Farren masih menatap lekat wajah Shender, kali ini ditambah dengan senyuman super manisnya. Ia mengangguk mengiyakan atas permintaan Shender tadi.
"Ada syaratnya!"
"Ayam eh ayam, ih kamu nih ngagetin aja, apaan syaratnya?" ucap Shender sambil mengusap dadanya.
"Jaga nafsu," ucap Farren dengan membisikan tepat di telinga kiri Shender.
"I-iya t-t-tapi ini kepala bisa munduran nggak?"
"Hahaha... kamu bisa grogi juga ya ternyata, jadi gemes," ucap Farren sambil mencubit gemas pipi Shender yang seperti bakpao.
Shender yang diperlakukan seperti itu hanya diam saja sembari tersenyum menikmati sentuhan lembut yang sedikit menyebalkan di pipinya itu.
Tus! Tus! Tus!
"Eh hujan, Ren. Buruan kita kembali ke rumah!"
Shender dan Farren lari-larian bersama hujan yang semakin deras. Mereka sampai ke rumah pohon tepat hujan sudah tidak bisa di toleransi. Meski jarak rumah pohon tidak terlalu jauh dengan teras belakang rumah tetap saja jika nekat menerobosnya akan basah seketika.
Mereka berdua sekarang berada di dalam rumah pohon. Hari sudah semakin sore, sebentar lagi malam menjelang. Tidak ada tanda-tanda hujan akan berhenti.
"Ren, nggak ada lampu, kah?"
"Nggak ada, Shend, kan aku nggak pernah nginap di sini,"

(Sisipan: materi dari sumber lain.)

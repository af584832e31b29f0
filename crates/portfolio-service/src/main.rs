//! Portfolio Service
//!
//! Entry point for the dcln.me portfolio backend: private resume download
//! behind Cloudflare Access, and highlighted README rendering.

use portfolio_service::auth::TokenVerifier;
use portfolio_service::config::Config;
use portfolio_service::highlight::Highlighter;
use portfolio_service::observability::metrics::init_metrics_recorder;
use portfolio_service::routes::{self, AppState};
use portfolio_service::services::GitHubClient;
use std::net::SocketAddr;
use std::sync::Arc;
use std::time::Duration;
use tokio::signal;
use tracing::{error, info, warn};
use tracing_subscriber::{layer::SubscriberExt, util::SubscriberInitExt};

#[tokio::main]
async fn main() -> Result<(), Box<dyn std::error::Error>> {
    // Initialize tracing
    tracing_subscriber::registry()
        .with(
            tracing_subscriber::EnvFilter::try_from_default_env()
                .unwrap_or_else(|_| "portfolio_service=debug,tower_http=debug".into()),
        )
        .with(tracing_subscriber::fmt::layer())
        .init();

    info!("Starting Portfolio Service");

    // Load configuration
    let config = Config::from_env().map_err(|e| {
        error!("Failed to load configuration: {}", e);
        e
    })?;

    info!(
        bind_address = %config.bind_address,
        cf_access_team_domain = %config.cf_access_team_domain,
        jwks_cache_ttl_seconds = config.jwks_cache_ttl_seconds,
        jwt_nbf_tolerance_seconds = config.jwt_nbf_tolerance_seconds,
        resume_configured = config.resume_path.is_some(),
        "Configuration loaded successfully"
    );

    // Metrics recorder must exist before anything records
    let metrics_handle = init_metrics_recorder().map_err(|e| {
        error!("Failed to initialize metrics recorder: {}", e);
        e
    })?;

    let verifier = Arc::new(TokenVerifier::from_config(&config));

    let github = GitHubClient::from_config(&config).map_err(|e| {
        error!("Failed to create GitHub client: {}", e);
        e
    })?;

    // Grammar and theme loading is CPU-bound
    let highlighter = tokio::task::spawn_blocking(Highlighter::new)
        .await?
        .map_err(|e| {
            error!("Failed to load syntax highlighter: {}", e);
            e
        })?;

    let addr: SocketAddr = config.bind_address.parse().map_err(|e| {
        error!("Invalid bind address: {}", e);
        e
    })?;

    let state = Arc::new(AppState {
        config,
        verifier,
        github,
        highlighter: Arc::new(highlighter),
    });

    let app = routes::build_routes(state, metrics_handle);

    info!("Portfolio Service listening on {}", addr);

    // Start server with graceful shutdown support
    let listener = tokio::net::TcpListener::bind(addr).await?;
    axum::serve(
        listener,
        app.into_make_service_with_connect_info::<SocketAddr>(),
    )
    .with_graceful_shutdown(shutdown_signal())
    .await?;

    info!("Portfolio Service shutdown complete");

    Ok(())
}

/// Listens for shutdown signals (SIGTERM, SIGINT).
/// Returns when a shutdown signal is received and drain period is complete.
async fn shutdown_signal() {
    let ctrl_c = async {
        match signal::ctrl_c().await {
            Ok(()) => info!("Received SIGINT, starting graceful shutdown..."),
            Err(e) => error!("Failed to listen for SIGINT: {}", e),
        }
    };

    #[cfg(unix)]
    let terminate = async {
        match signal::unix::signal(signal::unix::SignalKind::terminate()) {
            Ok(mut stream) => {
                stream.recv().await;
                info!("Received SIGTERM, starting graceful shutdown...");
            }
            Err(e) => {
                error!("Failed to listen for SIGTERM: {}", e);
                std::future::pending::<()>().await;
            }
        }
    };

    #[cfg(not(unix))]
    let terminate = std::future::pending::<()>();

    tokio::select! {
        _ = ctrl_c => {}
        _ = terminate => {}
    }

    let drain_secs: u64 = std::env::var("DRAIN_SECONDS")
        .ok()
        .and_then(|s| s.parse().ok())
        .unwrap_or(0);

    if drain_secs > 0 {
        warn!("Draining connections for {} seconds...", drain_secs);
        tokio::time::sleep(Duration::from_secs(drain_secs)).await;
        info!("Drain period complete");
    } else {
        info!("Skipping drain period (DRAIN_SECONDS=0)");
    }
}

"Tapi, sepertinya saat ini kita akan bermalam di sini,"
"Apa kamu takut?"
"T-tidak, siapa yang takut?"
"Aku cuma nanya aja kok, Shend," ucap Farren dengan senyum dikulum.
Farren POV
Gue tahu Shender emang nggak takut sama gelap, tapi saat gue teliti dari mukanya kelihatan banget saat ini kalau dia takut, cuma ditahan aja. Sepertinya, Shender takut gelap yang disertai hujan lebat.
"Shend!" Panggil gue.
"Hm...?" sahut Shender dengan gumaman, pacar lo di sini Shend, ngapain malah ngelihatin hujan, sih.
"Apa lo pernah punya pacar cewek sebelumnya?" tanya gue langsung kemaksud.
"Nggak pernah." udah? Gitu aja? Nggak ada tambahannya lagi gitu?
"Kalau cowok?" tanya gue lagi.
"Pernah." Yahh, padahal gue ngarepnya lo bilang 'nggk pernah, Ren. Cuma kamu yang pertama' gitu.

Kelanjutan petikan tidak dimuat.